When Huda Was Small…
Huda’s family moved to Perth from Adelaide when she was two. Her older brothers and sisters remember that on the trip over, Huda caused mischief with some new small friends on the plane. Then she spilled orange juice all over herself.
She grew up in Perth with her mum, dad and six siblings – she’s the second youngest. Her little brother Raheed, who is the baby of the family, has Down Syndrome. He is the glue and the happiness that keeps the Hayeks stuck together.
Huda’s parents had a milk bar attached to their house and a young Huda used this opportunity to stash a steady supply of gobstoppers, bubble gum and lollies in her secret hiding spot under the fridge – for her use only.
She went to an Islamic school for her early primary years, then moved to a public school for the remainder of her schooling. At the beginning, Huda struggled to read and write at school. She knew she could be smart one day, but still she was moved into a separate, tiny classroom with all the cheeky boys who threw things and ran with scissors.

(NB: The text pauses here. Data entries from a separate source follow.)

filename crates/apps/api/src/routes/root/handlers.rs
use axum::Json;
use serde_json::{Value, json};

/// Liveness probe.
#[utoipa::path(
    get,
    path = "/health",
    tag = "Root",
    responses(
        (status = 200, description = "The server is up."),
    )
)]
pub async fn health() -> Json<Value> {
    Json(json!({ "status": "ok" }))
}
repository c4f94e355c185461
use crate::test_context::TestContext;
use color_eyre::Result;

pub async fn test_health(ctx: &TestContext) -> Result<()> {
    let url = format!("{}/health", ctx.settings.api.public_url);
    let response = ctx.http_client.get(url).send().await?;
    assert_eq!(response.status(), reqwest::StatusCode::OK);

    let body: serde_json::Value = response.json().await?;
    assert_eq!(body["status"], "ok");

    Ok(())
}
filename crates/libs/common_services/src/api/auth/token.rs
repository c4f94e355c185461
use crate::api::auth::error::AuthError;
use crate::api::auth::hashing::{hash_password, verify_password};
use base64::{Engine, engine::general_purpose::URL_SAFE_NO_PAD};
use rand::{RngCore, rng};

/// Components of a refresh token for secure storage and verification.
/// Only the verifier hash is persisted; the selector is a plain lookup key.
pub struct RefreshTokenParts {
    pub raw_token: String,
    pub selector: String,
    pub verifier_hash: String,
}

/// Generates a new set of refresh token parts: a raw token, a selector, and a
/// verifier hash.
pub fn generate_refresh_token_parts() -> Result<RefreshTokenParts, AuthError> {
    let mut raw_bytes = [0u8; 32];
    rng().fill_bytes(&mut raw_bytes);

    let selector_bytes = &raw_bytes[..16];
    let verifier_bytes = &raw_bytes[16..];

    let selector = URL_SAFE_NO_PAD.encode(selector_bytes);
    let raw_token = URL_SAFE_NO_PAD.encode(raw_bytes);
    let verifier_hash = hash_password(verifier_bytes)?;

    Ok(RefreshTokenParts {
        raw_token,
        selector,
        verifier_hash,
    })
}

/// Splits a raw refresh token string into its selector and verifier bytes.
pub fn split_refresh_token(token: &str) -> Result<(String, Vec<u8>), AuthError> {
    let bytes = URL_SAFE_NO_PAD
        .decode(token)
        .map_err(|_| AuthError::InvalidToken)?;

    if bytes.len() != 32 {
        return Err(AuthError::InvalidToken);
    }

    let selector = URL_SAFE_NO_PAD.encode(&bytes[..16]);
    Ok((selector, bytes[16..].to_vec()))
}

/// Verifies a token's verifier bytes against a stored verifier hash.
pub fn verify_token(verifier_bytes: &[u8], verifier_hash: &str) -> Result<bool, AuthError> {
    Ok(verify_password(verifier_bytes, verifier_hash)?)
}
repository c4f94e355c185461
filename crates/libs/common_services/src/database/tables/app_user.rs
use chrono::{DateTime, Utc};
use serde::{Deserialize, Serialize};
use sqlx::FromRow;
use utoipa::ToSchema;

/// Represents a user in the application.
#[derive(Debug, Serialize, Deserialize, FromRow, Clone, ToSchema)]
#[serde(rename_all = "camelCase")]
pub struct User {
    pub id: i32,
    pub created_at: DateTime<Utc>,
    pub updated_at: DateTime<Utc>,
    pub email: String,
    pub name: String,
}

/// A user record including the password hash. Never serialized.
#[derive(Debug, FromRow)]
pub struct UserWithPassword {
    pub id: i32,
    pub email: String,
    pub name: String,
    pub password: String,
}
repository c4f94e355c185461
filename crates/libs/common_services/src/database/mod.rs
mod error;
mod pool;
mod stores;
mod tables;

pub use error::*;
pub use pool::*;
pub use stores::*;
pub use tables::*;
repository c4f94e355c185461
pub mod handlers;
pub mod middlewares;
pub mod router;
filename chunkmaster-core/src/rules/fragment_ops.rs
// Editing helpers for the small scratch trees built from part spans,
// route descriptions and pitfall items.

use super::labels::LabelSet;
use crate::tree::{DocTree, FragmentNode, MarkupFragment, MarkupTree, MarkupTreeMut, NodeId, NodeKind};

/// Root-level nodes of a scratch tree as an owned fragment.
pub fn root_fragment(tree: &DocTree) -> MarkupFragment {
    tree.to_fragment(tree.children(tree.root()))
}

/// Remove separator artifacts left at the edges of a scratch tree: blank
/// root-level nodes, leading/trailing rules, and a leading colon or dash in
/// the first text.
pub fn tidy(tree: &mut DocTree) {
    let root = tree.root();
    for child in tree.children(root).to_vec() {
        if !matches!(tree.kind(child), NodeKind::Rule) && tree.is_blank(child) {
            tree.detach(child);
        }
    }
    while let Some(&first) = tree.children(root).first() {
        if matches!(tree.kind(first), NodeKind::Rule) {
            tree.detach(first);
        } else {
            break;
        }
    }
    while let Some(&last) = tree.children(root).last() {
        if matches!(tree.kind(last), NodeKind::Rule) {
            tree.detach(last);
        } else {
            break;
        }
    }
    strip_leading_separator(tree);
}

fn strip_leading_separator(tree: &mut DocTree) {
    let root = tree.root();
    let first_text = tree.descendants(root).into_iter().find(|&id| {
        matches!(tree.kind(id), NodeKind::Text(text) if !text.trim().is_empty())
    });
    let Some(id) = first_text else {
        return;
    };
    let NodeKind::Text(text) = tree.kind(id) else {
        return;
    };
    let original = text.clone();
    let stripped = original
        .trim_start()
        .trim_start_matches([':', '-', '–', '—'])
        .trim_start()
        .to_string();
    if stripped.is_empty() {
        detach_with_blank_ancestors(tree, id);
        strip_leading_separator(tree);
    } else if stripped != original {
        tree.set_text(id, stripped);
    }
}

/// Detach a node, then any ancestors left blank by the removal, stopping
/// below the root.
pub fn detach_with_blank_ancestors(tree: &mut DocTree, id: NodeId) {
    let mut current = tree.parent(id);
    tree.detach(id);
    while let Some(node) = current {
        if node == tree.root() || !tree.is_blank(node) {
            break;
        }
        current = tree.parent(node);
        tree.detach(node);
    }
}

/// Cut the first occurrence of any label out of the text nodes of a
/// scratch tree. Returns true when something was removed.
pub fn remove_label_text(tree: &mut DocTree, labels: &LabelSet) -> bool {
    let root = tree.root();
    for id in tree.descendants(root) {
        let NodeKind::Text(text) = tree.kind(id) else {
            continue;
        };
        let Some((_, (start, end))) = labels.find(text) else {
            continue;
        };
        let remaining = format!("{}{}", &text[..start], &text[end..]);
        if remaining.trim().is_empty() {
            detach_with_blank_ancestors(tree, id);
        } else {
            tree.set_text(id, remaining);
        }
        return true;
    }
    false
}

/// Split the given subtrees at the first occurrence of a label, returning
/// the content before and after it (the label itself is dropped).
pub fn split_at_label(
    tree: &dyn MarkupTree,
    roots: &[NodeId],
    labels: &LabelSet,
) -> Option<(MarkupFragment, MarkupFragment)> {
    let (target, start, end) = roots.iter().find_map(|&root| {
        std::iter::once(root)
            .chain(tree.descendants(root))
            .find_map(|id| match tree.kind(id) {
                NodeKind::Text(text) => labels.find(text).map(|(_, (s, e))| (id, s, e)),
                _ => None,
            })
    })?;

    let mut before = Vec::new();
    let mut after = Vec::new();
    let mut passed = false;
    for &root in roots {
        if root == target || tree.is_ancestor_of(root, target) {
            let (b, a) = split_node(tree, root, target, start, end);
            before.extend(b);
            after.extend(a);
            passed = true;
        } else if passed {
            after.push(tree.clone_subtree(root));
        } else {
            before.push(tree.clone_subtree(root));
        }
    }
    Some((MarkupFragment::new(before), MarkupFragment::new(after)))
}

fn split_node(
    tree: &dyn MarkupTree,
    id: NodeId,
    target: NodeId,
    start: usize,
    end: usize,
) -> (Option<FragmentNode>, Option<FragmentNode>) {
    if id == target {
        let NodeKind::Text(text) = tree.kind(id) else {
            return (None, None);
        };
        let piece = |s: &str| (!s.trim().is_empty()).then(|| FragmentNode::text(s));
        return (piece(&text[..start]), piece(&text[end..]));
    }
    let mut before = Vec::new();
    let mut after = Vec::new();
    let mut passed = false;
    for &child in tree.children(id) {
        if child == target || tree.is_ancestor_of(child, target) {
            let (b, a) = split_node(tree, child, target, start, end);
            before.extend(b);
            after.extend(a);
            passed = true;
        } else if passed {
            after.push(tree.clone_subtree(child));
        } else {
            before.push(tree.clone_subtree(child));
        }
    }
    let shell = |children: Vec<FragmentNode>| {
        (!children.is_empty()).then(|| FragmentNode {
            kind: tree.kind(id).clone(),
            classes: tree.classes(id).to_vec(),
            children,
        })
    };
    (shell(before), shell(after))
}

/// Rebuild a fragment, drop a label from it and tidy the edges.
pub fn strip_label(fragment: &MarkupFragment, labels: &LabelSet) -> MarkupFragment {
    let mut tree = DocTree::from_fragment(fragment);
    remove_label_text(&mut tree, labels);
    tidy(&mut tree);
    root_fragment(&tree)
}

/// Tidy the edges of a fragment.
pub fn tidy_fragment(fragment: &MarkupFragment) -> MarkupFragment {
    let mut tree = DocTree::from_fragment(fragment);
    tidy(&mut tree);
    root_fragment(&tree)
}

#[cfg(test)]
mod tests {
    use super::*;
    use crate::config::LabelSpec;

    fn pitfall_item() -> (DocTree, NodeId) {
        let mut tree = DocTree::new();
        let root = tree.root();
        let li = tree.element(root, NodeKind::ListItem);
        let strong = tree.element(li, NodeKind::Strong);
        tree.text(strong, "Problema:");
        tree.text(li, " decorar sem entender. ");
        let strong = tree.element(li, NodeKind::Strong);
        tree.text(strong, "Solução:");
        tree.text(li, " explique com suas palavras.");
        (tree, li)
    }

    #[test]
    fn test_split_at_label_in_run() {
        let (tree, li) = pitfall_item();
        let labels = LabelSet::new(&[LabelSpec::any_case("Solução:")]);
        let (before, after) = split_at_label(&tree, tree.children(li), &labels).unwrap();
        assert_eq!(before.plain_text(), "Problema: decorar sem entender.");
        assert_eq!(after.plain_text(), "explique com suas palavras.");
    }

    #[test]
    fn test_strip_label_drops_empty_run() {
        let (tree, li) = pitfall_item();
        let fragment = tree.to_fragment(&tree.children(li)[..2]);
        let labels = LabelSet::new(&[LabelSpec::any_case("Problema:")]);
        let stripped = strip_label(&fragment, &labels);
        assert_eq!(stripped.nodes.len(), 1);
        assert_eq!(stripped.plain_text(), "decorar sem entender.");
    }

    #[test]
    fn test_tidy_removes_edge_rules_and_colons() {
        let mut tree = DocTree::new();
        let root = tree.root();
        tree.element(root, NodeKind::Rule);
        let p = tree.element(root, NodeKind::Paragraph);
        tree.text(p, ": texto");
        tree.element(root, NodeKind::Paragraph);
        tree.element(root, NodeKind::Rule);
        tidy(&mut tree);
        assert_eq!(tree.children(root), &[p]);
        assert_eq!(tree.text_content(p), "texto");
    }
}
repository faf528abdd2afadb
use super::engine::{PartContext, PartDraft, PartRule};
use super::labels::{clean_value, label_blocks, list_items, locate_list, text_lines, LabelSet};
use crate::config::MetadataConfig;
use crate::error::RestructureError;
use crate::tree::{normalize_whitespace, MarkupTree, NodeId};
use crate::types::Metadata;
use regex::Regex;
use tracing::debug;

/// Derives difficulty, cognitive level, learning style and progress from a
/// part's position, letting explicit annotations in the text override them.
pub struct MetadataSynthesizer {
    cognitive_levels: Vec<String>,
    learning_styles: Vec<String>,
    difficulty: Regex,
    cognitive: Regex,
    style: Regex,
    progress: Regex,
    challenge: Regex,
    time_annotation: Regex,
    connections_labels: LabelSet,
    ai_prompt_labels: LabelSet,
    real_case_labels: LabelSet,
    checklist_labels: LabelSet,
}

fn compile(pattern: &str) -> Result<Regex, RestructureError> {
    Regex::new(pattern).map_err(|e| RestructureError::Config(format!("bad pattern {pattern:?}: {e}")))
}

impl MetadataSynthesizer {
    pub fn new(config: &MetadataConfig) -> Result<Self, RestructureError> {
        if config.cognitive_levels.is_empty() || config.learning_styles.is_empty() {
            return Err(RestructureError::Config(
                "cognitive_levels and learning_styles must not be empty".to_string(),
            ));
        }
        Ok(Self {
            cognitive_levels: config.cognitive_levels.clone(),
            learning_styles: config.learning_styles.clone(),
            difficulty: compile(&config.difficulty_pattern)?,
            cognitive: compile(&config.cognitive_pattern)?,
            style: compile(&config.style_pattern)?,
            progress: compile(&config.progress_pattern)?,
            challenge: compile(&config.challenge_pattern)?,
            time_annotation: compile(&config.time_annotation_pattern)?,
            connections_labels: LabelSet::new(&config.connections_labels),
            ai_prompt_labels: LabelSet::new(&config.ai_prompt_labels),
            real_case_labels: LabelSet::new(&config.real_case_labels),
            checklist_labels: LabelSet::new(&config.checklist_labels),
        })
    }

    /// Metadata from position alone.
    pub fn positional(&self, index: usize, total: usize) -> Metadata {
        let total = total.max(1);
        let difficulty = ((index + 1).div_ceil(2)).min(5);
        let cognitive = index.min(self.cognitive_levels.len() - 1);
        Metadata {
            difficulty: format!("{difficulty}/5"),
            cognitive_level: self.cognitive_levels[cognitive].clone(),
            learning_style: self.learning_styles[index % self.learning_styles.len()].clone(),
            progress_percent: positional_progress(index, total),
            ..Metadata::default()
        }
    }

    pub fn synthesize(
        &self,
        tree: &dyn MarkupTree,
        roots: &[NodeId],
        index: usize,
        total: usize,
    ) -> Metadata {
        let mut metadata = self.positional(index, total);
        let blocks = label_blocks(tree, roots);
        let lines: Vec<String> = blocks
            .iter()
            .flat_map(|&block| text_lines(tree, block))
            .collect();
        let text = lines.join("\n");

        if let Some(k) = capture(&self.difficulty, &text).and_then(|d| d.parse::<u8>().ok()) {
            if (1..=5).contains(&k) {
                metadata.difficulty = format!("{k}/5");
            }
        }
        if let Some(level) = capture(&self.cognitive, &text) {
            metadata.cognitive_level = level;
        }
        if let Some(style) = capture(&self.style, &text) {
            metadata.learning_style = style;
        }
        let mut progress_explicit = false;
        if let Some(p) = capture(&self.progress, &text).and_then(|p| p.parse::<u8>().ok()) {
            metadata.progress_percent = p.min(100);
            progress_explicit = true;
        }

        metadata.connections = first_value(&lines, &self.connections_labels);
        metadata.ai_prompt = first_value(&lines, &self.ai_prompt_labels);
        metadata.real_case = first_value(&lines, &self.real_case_labels);
        metadata.challenge = lines.iter().find_map(|line| {
            let raw = capture(&self.challenge, line)?;
            let cleaned = clean_value(&self.time_annotation.replace_all(&raw, " "));
            (!cleaned.is_empty()).then_some(cleaned)
        });
        metadata.checklist = self.checklist(tree, &blocks);

        debug!(
            "metadata for part {}: difficulty={}, progress={}{}",
            index + 1,
            metadata.difficulty,
            metadata.progress_percent,
            if progress_explicit { " (explicit)" } else { "" }
        );
        metadata
    }

    fn checklist(&self, tree: &dyn MarkupTree, blocks: &[NodeId]) -> Option<Vec<String>> {
        for &block in blocks {
            let Some(line) = text_lines(tree, block)
                .into_iter()
                .find(|line| self.checklist_labels.contains(line))
            else {
                continue;
            };
            if let Some(list) = locate_list(tree, block) {
                let items: Vec<String> = list_items(tree, list)
                    .into_iter()
                    .map(|li| normalize_whitespace(&tree.inline_text(li)))
                    .filter(|item| !item.is_empty())
                    .collect();
                if !items.is_empty() {
                    return Some(items);
                }
            }
            let inline: Vec<String> = self
                .checklist_labels
                .value_after(&line)
                .unwrap_or_default()
                .split([',', ';'])
                .map(clean_value)
                .filter(|item| !item.is_empty())
                .collect();
            return Some(inline).filter(|items| !items.is_empty());
        }
        None
    }
}

fn positional_progress(index: usize, total: usize) -> u8 {
    if index + 1 >= total {
        return 100;
    }
    let ratio = (index + 1) as f64 / total as f64;
    (5.0 + ratio * 95.0).round().min(100.0) as u8
}

fn capture(pattern: &Regex, text: &str) -> Option<String> {
    let value = pattern.captures(text)?.get(1)?.as_str();
    Some(normalize_whitespace(value)).filter(|v| !v.is_empty())
}

fn first_value(lines: &[String], labels: &LabelSet) -> Option<String> {
    lines
        .iter()
        .find_map(|line| labels.value_after(line))
        .filter(|v| !v.is_empty())
}

/// Make progress non-decreasing across parts and pin the last one to 100.
pub fn enforce_progress(progress: &mut [u8]) {
    let mut floor = 0u8;
    for value in progress.iter_mut() {
        if *value < floor {
            *value = floor;
        }
        floor = *value;
    }
    if let Some(last) = progress.last_mut() {
        *last = 100;
    }
}

impl PartRule for MetadataSynthesizer {
    fn apply(&self, ctx: &PartContext, draft: &mut PartDraft) -> Result<(), RestructureError> {
        draft.metadata = Some(self.synthesize(ctx.tree, ctx.roots, ctx.index, ctx.total));
        Ok(())
    }

    fn name(&self) -> &str {
        "MetadataSynthesis"
    }
}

Huda hated books. Every time she looked at one, it seemed to tell her how dumb she was. But Huda persevered (not because she wanted to, but because there was no way out) – plus she had an awesome teacher in Year 3 who was super-kind and believed in her. Huda grew up like most other Aussie kids, except she was the only one who ate falafel rolls for lunch and whose parents came to parent-teacher nights with Middle-Eastern accents.
When Huda Grew Up…
Huda knew she wanted to be a journalist since she was in primary school, so after graduating high school she went straight into the university course of her dreams. After three years study, Huda then moved to Melbourne when she was twenty years old.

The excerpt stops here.